Here are just five books on the subject, selected from my bookshelf:
1. Two Years Before the Mast, by R. H. Dana, Jr.
( Dana's famous Two Years...contains just seven days in his little brig as it struggles to make the necessary westering around the Horn. While volunteering to furl the jib the vessel plunges into two huge seas, driving him under water, then raising him into the sky as clings to the sail. The extracts are passages describing those dangerous and exhilarating days
2. The Flight of the Condor, by Michael Alford Andres
(The author left Australia as a young journalist to explore South America.
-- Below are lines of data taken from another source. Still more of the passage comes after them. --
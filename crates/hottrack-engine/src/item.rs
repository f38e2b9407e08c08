//! The two tracked item kinds.
//!
//! An [`InodeItem`] carries whole-file statistics and owns the ordered index
//! of its [`RangeItem`]s. Items are shared as `Arc`s: the index holds the one
//! owning reference, every lookup and in-flight update clones it, and the
//! strong count therefore *is* the item's reference count. A range's back
//! reference to its owner is a plain inode number and never extends the
//! owner's lifetime.

use std::{
    collections::BTreeMap,
    mem::size_of,
    sync::{Arc, Mutex},
};

use hottrack_core::freq::AccessFreq;

use crate::map::MapLink;

/// log2 of the tracked range size.
pub const RANGE_BITS: u32 = 20;
/// Tracked ranges span this many bytes, aligned on the same boundary.
pub const RANGE_LEN: u64 = 1 << RANGE_BITS;

/// Per-file tracking item.
#[derive(Debug)]
pub struct InodeItem {
    ino: u64,
    freq: AccessFreq,
    /// Ordered range index of this file, keyed by aligned start offset.
    ranges: Mutex<BTreeMap<u64, Arc<RangeItem>>>,
    map_link: MapLink,
}

impl InodeItem {
    pub(crate) fn new(ino: u64) -> Self {
        Self {
            ino,
            freq: AccessFreq::new(),
            ranges: Mutex::new(BTreeMap::new()),
            map_link: MapLink::new(),
        }
    }

    pub fn ino(&self) -> u64 {
        self.ino
    }

    /// Whole-file access statistics.
    pub fn freq(&self) -> &AccessFreq {
        &self.freq
    }

    /// The range item covering `pos`, with a reference, if one exists.
    pub fn range_at(&self, pos: u64) -> Option<Arc<RangeItem>> {
        let ranges = self.ranges.lock().unwrap();
        find_covering(&ranges, pos)
    }

    /// Number of live range items under this inode.
    pub fn range_count(&self) -> usize {
        self.ranges.lock().unwrap().len()
    }

    pub(crate) fn ranges(&self) -> &Mutex<BTreeMap<u64, Arc<RangeItem>>> {
        &self.ranges
    }

    /// References to all current ranges, in offset order.
    pub(crate) fn ranges_snapshot(&self) -> Vec<Arc<RangeItem>> {
        self.ranges.lock().unwrap().values().cloned().collect()
    }

    pub(crate) fn map_link(&self) -> &MapLink {
        &self.map_link
    }

    /// Notional size charged against the tracker's byte budget.
    pub(crate) fn footprint() -> u64 {
        size_of::<Self>() as u64
    }
}

/// Per-range tracking item.
#[derive(Debug)]
pub struct RangeItem {
    /// Byte offset, aligned to [`RANGE_LEN`].
    start: u64,
    len: u64,
    /// Owning inode; informational only, the owner outlives the range.
    ino: u64,
    freq: AccessFreq,
    map_link: MapLink,
}

impl RangeItem {
    pub(crate) fn new(ino: u64, start: u64) -> Self {
        Self {
            start,
            len: RANGE_LEN,
            ino,
            freq: AccessFreq::new(),
            map_link: MapLink::new(),
        }
    }

    pub fn start(&self) -> u64 {
        self.start
    }

    pub fn len(&self) -> u64 {
        self.len
    }

    pub fn is_empty(&self) -> bool {
        self.len == 0
    }

    pub fn ino(&self) -> u64 {
        self.ino
    }

    pub fn freq(&self) -> &AccessFreq {
        &self.freq
    }

    pub(crate) fn map_link(&self) -> &MapLink {
        &self.map_link
    }

    pub(crate) fn footprint() -> u64 {
        size_of::<Self>() as u64
    }
}

/// Interval lookup: the range whose half-open span contains `pos`.
///
/// Ranges are fixed-size and aligned, so at most one can match.
pub(crate) fn find_covering(
    tree: &BTreeMap<u64, Arc<RangeItem>>,
    pos: u64,
) -> Option<Arc<RangeItem>> {
    tree.range(..=pos).next_back().and_then(|(_, item)| {
        if pos < item.start().saturating_add(item.len()) {
            Some(Arc::clone(item))
        } else {
            None
        }
    })
}

#[cfg(test)]
mod tests {
    use super::*;

    #[test]
    fn test_new_inode_item_is_empty_and_detached() {
        let item = InodeItem::new(42);
        assert_eq!(item.ino(), 42);
        assert_eq!(item.range_count(), 0);
        assert!(!item.map_link().is_attached());
        assert_eq!(item.freq().nr_reads(), 0);
    }

    #[test]
    fn test_range_item_geometry() {
        let range = RangeItem::new(7, 3 * RANGE_LEN);
        assert_eq!(range.start(), 3 * RANGE_LEN);
        assert_eq!(range.len(), RANGE_LEN);
        assert_eq!(range.ino(), 7);
        assert!(!range.is_empty());
    }

    #[test]
    fn test_find_covering_hits_within_span() {
        let mut tree = BTreeMap::new();
        tree.insert(0, Arc::new(RangeItem::new(1, 0)));
        tree.insert(2 * RANGE_LEN, Arc::new(RangeItem::new(1, 2 * RANGE_LEN)));

        assert_eq!(find_covering(&tree, 0).unwrap().start(), 0);
        assert_eq!(find_covering(&tree, RANGE_LEN - 1).unwrap().start(), 0);
        // the gap between the two ranges is uncovered
        assert!(find_covering(&tree, RANGE_LEN).is_none());
        assert_eq!(
            find_covering(&tree, 2 * RANGE_LEN + 123).unwrap().start(),
            2 * RANGE_LEN
        );
        assert!(find_covering(&tree, 3 * RANGE_LEN).is_none());
    }

    #[test]
    fn test_find_covering_empty_tree() {
        let tree = BTreeMap::new();
        assert!(find_covering(&tree, 0).is_none());
    }
}
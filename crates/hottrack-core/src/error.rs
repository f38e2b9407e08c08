//! Error types for hot-data tracking.
//!
//! All errors are local and non-fatal: the tracker never propagates a failure
//! into the I/O path that fed it.

use thiserror::Error;

/// Errors surfaced by the tracker.
#[derive(Error, Debug)]
pub enum TrackError {
    /// An allocation was reported as failed by a fallible-allocation host.
    #[error("out of memory")]
    OutOfMemory,

    /// No tracking item exists for the requested key.
    #[error("no tracking item for key")]
    NotFound,

    /// Tracking is not enabled (or has been torn down) on this volume.
    #[error("tracking not enabled")]
    NotEnabled,

    /// The request cannot be tracked (non-regular file, zero-length I/O, ...).
    #[error("invalid request: {0}")]
    Invalid(&'static str),

    /// The tracker was initialised outside a tokio runtime.
    #[error("no tokio runtime available for the aging worker")]
    NoRuntime,

    /// Configuration could not be loaded or failed validation.
    #[error("configuration error: {0}")]
    Config(String),
}

impl From<std::io::Error> for TrackError {
    fn from(err: std::io::Error) -> Self {
        TrackError::Config(err.to_string())
    }
}

impl From<serde_yaml::Error> for TrackError {
    fn from(err: serde_yaml::Error) -> Self {
        TrackError::Config(err.to_string())
    }
}
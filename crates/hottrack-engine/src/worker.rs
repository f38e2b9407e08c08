//! The aging worker.
//!
//! A background task that periodically runs one aging pass over the tracker
//! (memory eviction, temperature recompute, rebucketing). The period is the
//! `update_interval_secs` tunable, re-read before every arm so adjustments
//! take effect on the next cycle. The task holds only a `Weak` reference to
//! the tracker: a tracker that is dropped without an explicit teardown lets
//! the worker wind down on its own.

use std::{
    sync::{Arc, Weak},
    time::Duration,
};

use tokio::{runtime::Handle, task::JoinHandle};
use tokio_util::sync::CancellationToken;
use tracing::{debug, warn};

use crate::tracker::Tracker;

/// Handle to a running aging worker.
pub(crate) struct AgingWorker {
    cancel: CancellationToken,
    handle: JoinHandle<()>,
}

impl AgingWorker {
    /// Cancels the worker and waits for it to finish its current pass.
    pub(crate) async fn shutdown(self) {
        self.cancel.cancel();
        if let Err(err) = self.handle.await {
            warn!(error = %err, "aging worker did not shut down cleanly");
        }
    }
}

/// Arms the aging worker on the given runtime.
pub(crate) fn spawn(tracker: &Arc<Tracker>, handle: &Handle) -> AgingWorker {
    let cancel = CancellationToken::new();
    let token = cancel.clone();
    // the task must not keep the tracker alive on its own
    let tracker = Arc::downgrade(tracker);
    let handle = handle.spawn(async move { run(tracker, token).await });
    AgingWorker { cancel, handle }
}

async fn run(tracker: Weak<Tracker>, cancel: CancellationToken) {
    loop {
        let interval = match tracker.upgrade() {
            Some(tracker) => tracker.tunables().update_interval_secs().max(1),
            None => break,
        };

        tokio::select! {
            _ = cancel.cancelled() => break,
            _ = tokio::time::sleep(Duration::from_secs(interval)) => {}
        }

        let Some(tracker) = tracker.upgrade() else {
            break;
        };
        // the pass takes std locks; keep it off the async worker threads
        if let Err(err) = tokio::task::spawn_blocking(move || tracker.aging_tick()).await {
            warn!(error = %err, "aging pass failed; worker keeps running");
        }
    }
    debug!("aging worker stopped");
}
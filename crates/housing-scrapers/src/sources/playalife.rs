use chrono::{DateTime, Utc};
use housing_core::{Listing, Result};
use scraper::{ElementRef, Html, Selector};
use tracing::{debug, info};

use crate::dedup::dedup_listings;
use crate::text::{
    absolute_link, parse_bedroom_field, parse_first_decimal, parse_first_number, select_text,
    selector,
};
use crate::{RenderedPage, Source};

#[derive(Debug, Clone, Copy, Default)]
pub struct PlayaLife;

struct Selectors {
    card: Selector,
    photo_link: Selector,
    rent: Selector,
    beds: Selector,
    baths: Selector,
}

impl Selectors {
    fn new() -> Result<Self> {
        Ok(Self {
            card: selector(".listing-item")?,
            photo_link: selector(".photo a[aria-label]")?,
            rent: selector("h3.rent")?,
            beds: selector(".feature.beds")?,
            baths: selector(".feature.baths")?,
        })
    }
}

impl PlayaLife {
    fn extract_card(
        &self,
        card: ElementRef<'_>,
        selectors: &Selectors,
        page: &RenderedPage,
        scraped_at: DateTime<Utc>,
    ) -> Option<Listing> {
        // The street address only appears as the photo link's accessible label.
        let photo = card.select(&selectors.photo_link).next();
        let address = photo
            .and_then(|a| a.value().attr("aria-label"))
            .map(str::trim)
            .filter(|label| !label.is_empty());
        let Some(address) = address else {
            debug!("Skipping playalife card without an aria-label address");
            return None;
        };

        let mut listing = Listing::new(address, self.id(), scraped_at);
        listing.listing_link = photo
            .and_then(|a| a.value().attr("href"))
            .and_then(|href| absolute_link(&page.url, href));
        listing.price = select_text(card, &selectors.rent).and_then(|t| parse_first_number(&t));
        listing.bedrooms = select_text(card, &selectors.beds).and_then(|t| parse_bedroom_field(&t));
        listing.bathrooms = select_text(card, &selectors.baths).and_then(|t| parse_first_decimal(&t));
        Some(listing)
    }
}

impl Source for PlayaLife {
    fn id(&self) -> &'static str {
        "playalife"
    }

    fn name(&self) -> &'static str {
        "PlayaLife IV"
    }

    fn homepage(&self) -> &'static str {
        "https://www.playalifeiv.com"
    }

    fn urls(&self) -> &'static [&'static str] {
        &["https://www.playalifeiv.com/vacancies"]
    }

    fn extract(&self, page: &RenderedPage, scraped_at: DateTime<Utc>) -> Result<Vec<Listing>> {
        let selectors = Selectors::new()?;
        let document = Html::parse_document(&page.html);

        let listings: Vec<Listing> = document
            .select(&selectors.card)
            .filter_map(|card| self.extract_card(card, &selectors, page, scraped_at))
            .collect();

        info!(source = self.id(), count = listings.len(), "Extracted listings");
        Ok(dedup_listings(listings))
    }
}
use std::io;
use thiserror::Error;

#[derive(Debug, Error)]
pub enum HousingError {
    #[error("Database error: {0}")]
    Database(#[from] sqlx::Error),
    #[error("Migration error: {0}")]
    Migration(String),
    #[error("Scraping error: {0}")]
    Scraping(String),
    #[error("Failed to load {url}: {message}")]
    Navigation { url: String, message: String },
    #[error("Navigation to {url} timed out after {seconds}s")]
    Timeout { url: String, seconds: u64 },
    #[error("Invalid selector: {0}")]
    Selector(String),
    #[error("Unknown source: {0}")]
    UnknownSource(String),
    #[error("Invalid category: {0}")]
    InvalidCategory(String),
    #[error("IO error: {0}")]
    Io(#[from] io::Error),
    #[error("CSV error: {0}")]
    Csv(#[from] csv::Error),
    #[error("JSON error: {0}")]
    Json(#[from] serde_json::Error),
    #[error("HTTP error: {0}")]
    Http(#[from] reqwest::Error),
    #[error("URL error: {0}")]
    Url(#[from] url::ParseError),
    #[error("Failed to store listings: {0}")]
    Persist(String),
    #[error("Task error: {0}")]
    Task(String),
}

pub type Result<T> = std::result::Result<T, HousingError>;

/// Coarse classification used when reporting a failed on-demand scrape.
#[derive(Debug, Clone, Copy, PartialEq, Eq)]
pub enum FailureKind {
    LoadFailed,
    TimedOut,
    Other,
}

impl HousingError {
    pub fn failure_kind(&self) -> FailureKind {
        match self {
            HousingError::Timeout { .. } => FailureKind::TimedOut,
            HousingError::Navigation { .. } => FailureKind::LoadFailed,
            HousingError::Http(e) if e.is_timeout() => FailureKind::TimedOut,
            HousingError::Http(e) if e.is_connect() || e.is_request() || e.is_status() => {
                FailureKind::LoadFailed
            }
            other => {
                let message = other.to_string();
                if message.contains("Load failed") || message.contains("net::") {
                    FailureKind::LoadFailed
                } else if message.to_lowercase().contains("timeout")
                    || message.to_lowercase().contains("timed out")
                {
                    FailureKind::TimedOut
                } else {
                    FailureKind::Other
                }
            }
        }
    }

    /// Advisory message for whoever asked for the scrape.
    pub fn user_message(&self) -> String {
        match self.failure_kind() {
            FailureKind::LoadFailed => "The website failed to load. This could be due to network issues, the website being down, or blocking automated access.".to_string(),
            FailureKind::TimedOut => "The request timed out. The website may be slow or not responding.".to_string(),
            FailureKind::Other => format!("Scraping failed: {}", self),
        }
    }
}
Later he returned to produce documentaries on wildlife in Pategonia for the BBC.
His work led this famous book of acute, understated observation )
I shall quote two extracts
3. The Far Side of the World, by Patrick O'Brian
(O'Brian - among the most authentic writers of English sea stories - looks at Cape Horn through the eyes of Captain Fitz Roy, who explored the area for the British Admiralty in the early 1800s. Fitz Roy made a second voyage through the same formidable tangle of cliffs, surf and shrieking winds as master of the Beagle, with Charles Darwin aboard.)
4. Sir Francis Drake's . . .Voyage Round the World
by Francis Pretty
(cross-refer to Reading for background to the author's relationship as a sailor and recorder of Drake's famous voyage.) Extract concerns the fleet's rounding the Horn.
5. Voyage of the Beagle, by Charles Darwin
(Charles Darwin's account of rounding the Horn is meticulous and charming in its detail. I have selected extracts from his book with only two modifications to his original style: Creating shorter paragraphs for Web readers, and emphasising a few of his observations. For instance I have put the phrase "and seem destined to last as long as the world holds together" in italics where he refers to the vast snowfields covering Patagonia. Would it were so, but the glaciers and snowfields are rapidly disappearing, and are probably even smaller today than when I was there in 2004.)